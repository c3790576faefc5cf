//! Command gate — the safe-start decision policy.
//!
//! Pure functions mapping one normalized command value plus the motor's
//! idle/running state to a directive. No internal state, no failure
//! paths: every input produces exactly one directive.

/// What the router tells the motor driver to do for one inbound command.
/// Created per frame, consumed immediately, never persisted.
#[derive(Debug, Clone, Copy, PartialEq)]
pub enum CommandDirective {
    /// Apply an open-loop duty cycle, auto-expiring after `ttl_ms`.
    SetDutyCycle { duty: f32, ttl_ms: u32 },
    /// Enter closed-loop speed control, auto-expiring after `ttl_ms`.
    SetRpm { rpm: u32, ttl_ms: u32 },
    /// Cut drive now.
    Stop,
}

/// Decide whether a normalized duty-cycle request may be applied.
///
/// The safe-start gate: while the motor is stationary, requests above
/// `max_duty_to_start` are refused outright rather than clamped, so a
/// large step command can never be the one that spins up a stopped
/// motor. Once running, the ceiling no longer applies.
pub fn evaluate_duty_cycle(
    requested: f32,
    motor_idle: bool,
    max_duty_to_start: f32,
    ttl_ms: u32,
) -> CommandDirective {
    if requested <= 0.0 {
        return CommandDirective::Stop;
    }
    if motor_idle && requested > max_duty_to_start {
        return CommandDirective::Stop;
    }
    CommandDirective::SetDutyCycle {
        duty: requested,
        ttl_ms,
    }
}

/// Decide whether an RPM request may be applied. Zero and negative
/// setpoints mean stop; there is no safe-start ceiling for closed-loop
/// control, the speed loop owns its own ramp.
pub fn evaluate_rpm(requested: i32, ttl_ms: u32) -> CommandDirective {
    if requested > 0 {
        CommandDirective::SetRpm {
            rpm: requested as u32,
            ttl_ms,
        }
    } else {
        CommandDirective::Stop
    }
}
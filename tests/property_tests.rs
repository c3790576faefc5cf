//! Property-based tests for the command gate and frame routing.
//!
//! The gate is the safety-critical core, so instead of hand-picked
//! values these drive randomized inputs through it and assert the
//! invariants that must hold for every input.

#![cfg(not(target_os = "espidf"))]

use proptest::prelude::*;

use escnode::app::frames::{MAX_ESC_CHANNELS, RawCommandFrame};
use escnode::app::gate::{CommandDirective, evaluate_duty_cycle, evaluate_rpm};
use escnode::app::ports::MotorPort;
use escnode::app::service::EscService;
use escnode::config::NodeConfig;

const TTL: u32 = 200;

/// Records only the last directive, which is all the routing properties
/// need.
#[derive(Default)]
struct LastCallMotor {
    stopped: bool,
    duty: Option<f32>,
}

impl MotorPort for LastCallMotor {
    fn stop(&mut self) {
        self.stopped = true;
        self.duty = None;
    }
    fn set_duty_cycle(&mut self, duty: f32, _ttl_ms: u32) {
        self.stopped = false;
        self.duty = Some(duty);
    }
    fn set_rpm(&mut self, _rpm: u32, _ttl_ms: u32) {
        self.stopped = false;
    }
    fn is_idle(&self) -> bool {
        false
    }
    fn rpm(&self) -> i32 {
        0
    }
    fn duty_cycle(&self) -> f32 {
        self.duty.unwrap_or(0.0)
    }
    fn input_voltage_current(&self) -> (f32, f32) {
        (0.0, 0.0)
    }
    fn fault_count(&self) -> u32 {
        0
    }
}

proptest! {
    /// A stationary motor is never started by a request above the
    /// ceiling, no matter the values involved.
    #[test]
    fn idle_motor_never_started_above_ceiling(
        requested in -1.5f32..=1.5,
        ceiling in 0.01f32..=1.0,
    ) {
        let directive = evaluate_duty_cycle(requested, true, ceiling, TTL);
        if requested <= 0.0 || requested > ceiling {
            prop_assert_eq!(directive, CommandDirective::Stop);
        } else {
            prop_assert_eq!(
                directive,
                CommandDirective::SetDutyCycle { duty: requested, ttl_ms: TTL }
            );
        }
    }

    /// A spinning motor is never stopped by a positive request; the
    /// ceiling only guards spin-up.
    #[test]
    fn running_motor_accepts_any_positive_duty(
        requested in 1e-4f32..=1.0,
        ceiling in 0.01f32..=1.0,
    ) {
        prop_assert_eq!(
            evaluate_duty_cycle(requested, false, ceiling, TTL),
            CommandDirective::SetDutyCycle { duty: requested, ttl_ms: TTL }
        );
    }

    /// Non-positive setpoints always map to Stop, positive ones always
    /// to closed-loop control with the TTL attached.
    #[test]
    fn rpm_sign_decides_directive(setpoint in proptest::num::i32::ANY) {
        let directive = evaluate_rpm(setpoint, TTL);
        if setpoint > 0 {
            prop_assert_eq!(
                directive,
                CommandDirective::SetRpm { rpm: setpoint as u32, ttl_ms: TTL }
            );
        } else {
            prop_assert_eq!(directive, CommandDirective::Stop);
        }
    }

    /// For every frame length and node index: a frame without this
    /// node's channel fails safe to stop, one with it issues a drive
    /// directive (running motor, command well under any ceiling).
    #[test]
    fn frame_length_vs_index_routing(
        len in 1usize..=MAX_ESC_CHANNELS,
        esc_index in 0u8..=15,
    ) {
        let config = NodeConfig { esc_index, ..Default::default() };
        let mut svc = EscService::new(&config);
        let mut motor = LastCallMotor::default();

        let values = vec![1_000i16; len];
        let frame = RawCommandFrame::from_slice(&values).unwrap();
        svc.on_raw_command(&frame, &mut motor);

        if usize::from(esc_index) >= len {
            prop_assert!(motor.stopped, "channel absent must stop");
        } else {
            prop_assert!(motor.duty.is_some(), "channel present must drive");
        }
    }
}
§ §
Required work:
Return every line in the records that includes the string "EscService".

Response to this exercise:
use escnode::app::service::EscService;
        let mut svc = EscService::new(&config);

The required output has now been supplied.